**WORK TO BE COMPLETED**
Retype the whole listing exactly.
DATASET EXCERPTS Start Marker
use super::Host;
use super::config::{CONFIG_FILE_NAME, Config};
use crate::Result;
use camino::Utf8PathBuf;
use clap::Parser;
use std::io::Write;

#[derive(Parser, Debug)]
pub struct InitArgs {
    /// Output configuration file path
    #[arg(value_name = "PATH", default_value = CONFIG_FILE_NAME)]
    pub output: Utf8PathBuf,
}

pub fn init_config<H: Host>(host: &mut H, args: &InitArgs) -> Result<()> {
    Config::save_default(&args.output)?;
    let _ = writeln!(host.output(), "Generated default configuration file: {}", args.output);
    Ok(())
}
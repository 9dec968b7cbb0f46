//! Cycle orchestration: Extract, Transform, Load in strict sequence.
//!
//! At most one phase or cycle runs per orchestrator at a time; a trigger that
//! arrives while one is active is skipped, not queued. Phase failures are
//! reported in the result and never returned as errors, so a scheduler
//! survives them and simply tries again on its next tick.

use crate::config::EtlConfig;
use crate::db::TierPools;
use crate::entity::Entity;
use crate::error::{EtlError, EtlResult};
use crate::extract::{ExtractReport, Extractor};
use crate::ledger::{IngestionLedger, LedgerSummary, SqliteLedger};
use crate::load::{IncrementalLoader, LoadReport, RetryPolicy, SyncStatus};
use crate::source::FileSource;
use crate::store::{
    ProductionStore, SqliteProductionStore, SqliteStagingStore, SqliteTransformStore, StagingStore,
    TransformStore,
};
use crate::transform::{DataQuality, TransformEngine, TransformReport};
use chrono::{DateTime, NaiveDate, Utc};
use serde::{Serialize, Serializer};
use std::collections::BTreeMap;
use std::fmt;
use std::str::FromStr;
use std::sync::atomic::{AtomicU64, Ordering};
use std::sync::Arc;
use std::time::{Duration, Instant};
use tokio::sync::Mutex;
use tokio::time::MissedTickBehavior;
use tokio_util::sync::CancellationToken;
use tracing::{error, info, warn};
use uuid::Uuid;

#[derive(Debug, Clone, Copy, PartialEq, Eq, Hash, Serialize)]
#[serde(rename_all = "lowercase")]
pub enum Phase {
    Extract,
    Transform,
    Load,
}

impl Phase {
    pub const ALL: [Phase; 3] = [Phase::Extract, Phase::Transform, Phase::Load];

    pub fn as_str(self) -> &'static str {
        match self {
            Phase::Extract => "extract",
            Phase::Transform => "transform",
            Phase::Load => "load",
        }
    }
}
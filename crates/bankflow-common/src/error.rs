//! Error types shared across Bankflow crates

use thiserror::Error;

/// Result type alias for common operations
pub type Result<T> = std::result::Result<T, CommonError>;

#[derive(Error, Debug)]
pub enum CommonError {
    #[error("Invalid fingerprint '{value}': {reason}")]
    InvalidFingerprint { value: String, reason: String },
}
DATASET EXCERPTS End Marker
**RESULT OF THIS TASK**
use super::Host;
use super::config::{CONFIG_FILE_NAME, Config};
use crate::Result;
use camino::Utf8PathBuf;
use clap::Parser;
use std::io::Write;

#[derive(Parser, Debug)]
pub struct InitArgs {
    /// Output configuration file path
    #[arg(value_name = "PATH", default_value = CONFIG_FILE_NAME)]
    pub output: Utf8PathBuf,
}

pub fn init_config<H: Host>(host: &mut H, args: &InitArgs) -> Result<()> {
    Config::save_default(&args.output)?;
    let _ = writeln!(host.output(), "Generated default configuration file: {}", args.output);
    Ok(())
}
repository 9dec968b7cbb0f46
//! Cycle orchestration: Extract, Transform, Load in strict sequence.
//!
//! At most one phase or cycle runs per orchestrator at a time; a trigger that
//! arrives while one is active is skipped, not queued. Phase failures are
//! reported in the result and never returned as errors, so a scheduler
//! survives them and simply tries again on its next tick.

use crate::config::EtlConfig;
use crate::db::TierPools;
use crate::entity::Entity;
use crate::error::{EtlError, EtlResult};
use crate::extract::{ExtractReport, Extractor};
use crate::ledger::{IngestionLedger, LedgerSummary, SqliteLedger};
use crate::load::{IncrementalLoader, LoadReport, RetryPolicy, SyncStatus};
use crate::source::FileSource;
use crate::store::{
    ProductionStore, SqliteProductionStore, SqliteStagingStore, SqliteTransformStore, StagingStore,
    TransformStore,
};
use crate::transform::{DataQuality, TransformEngine, TransformReport};
use chrono::{DateTime, NaiveDate, Utc};
use serde::{Serialize, Serializer};
use std::collections::BTreeMap;
use std::fmt;
use std::str::FromStr;
use std::sync::atomic::{AtomicU64, Ordering};
use std::sync::Arc;
use std::time::{Duration, Instant};
use tokio::sync::Mutex;
use tokio::time::MissedTickBehavior;
use tokio_util::sync::CancellationToken;
use tracing::{error, info, warn};
use uuid::Uuid;

#[derive(Debug, Clone, Copy, PartialEq, Eq, Hash, Serialize)]
#[serde(rename_all = "lowercase")]
pub enum Phase {
    Extract,
    Transform,
    Load,
}

impl Phase {
    pub const ALL: [Phase; 3] = [Phase::Extract, Phase::Transform, Phase::Load];

    pub fn as_str(self) -> &'static str {
        match self {
            Phase::Extract => "extract",
            Phase::Transform => "transform",
            Phase::Load => "load",
        }
    }
}
filename crates/bankflow-common/src/error.rs
//! Error types shared across Bankflow crates

use thiserror::Error;

/// Result type alias for common operations
pub type Result<T> = std::result::Result<T, CommonError>;

#[derive(Error, Debug)]
pub enum CommonError {
    #[error("Invalid fingerprint '{value}': {reason}")]
    InvalidFingerprint { value: String, reason: String },
}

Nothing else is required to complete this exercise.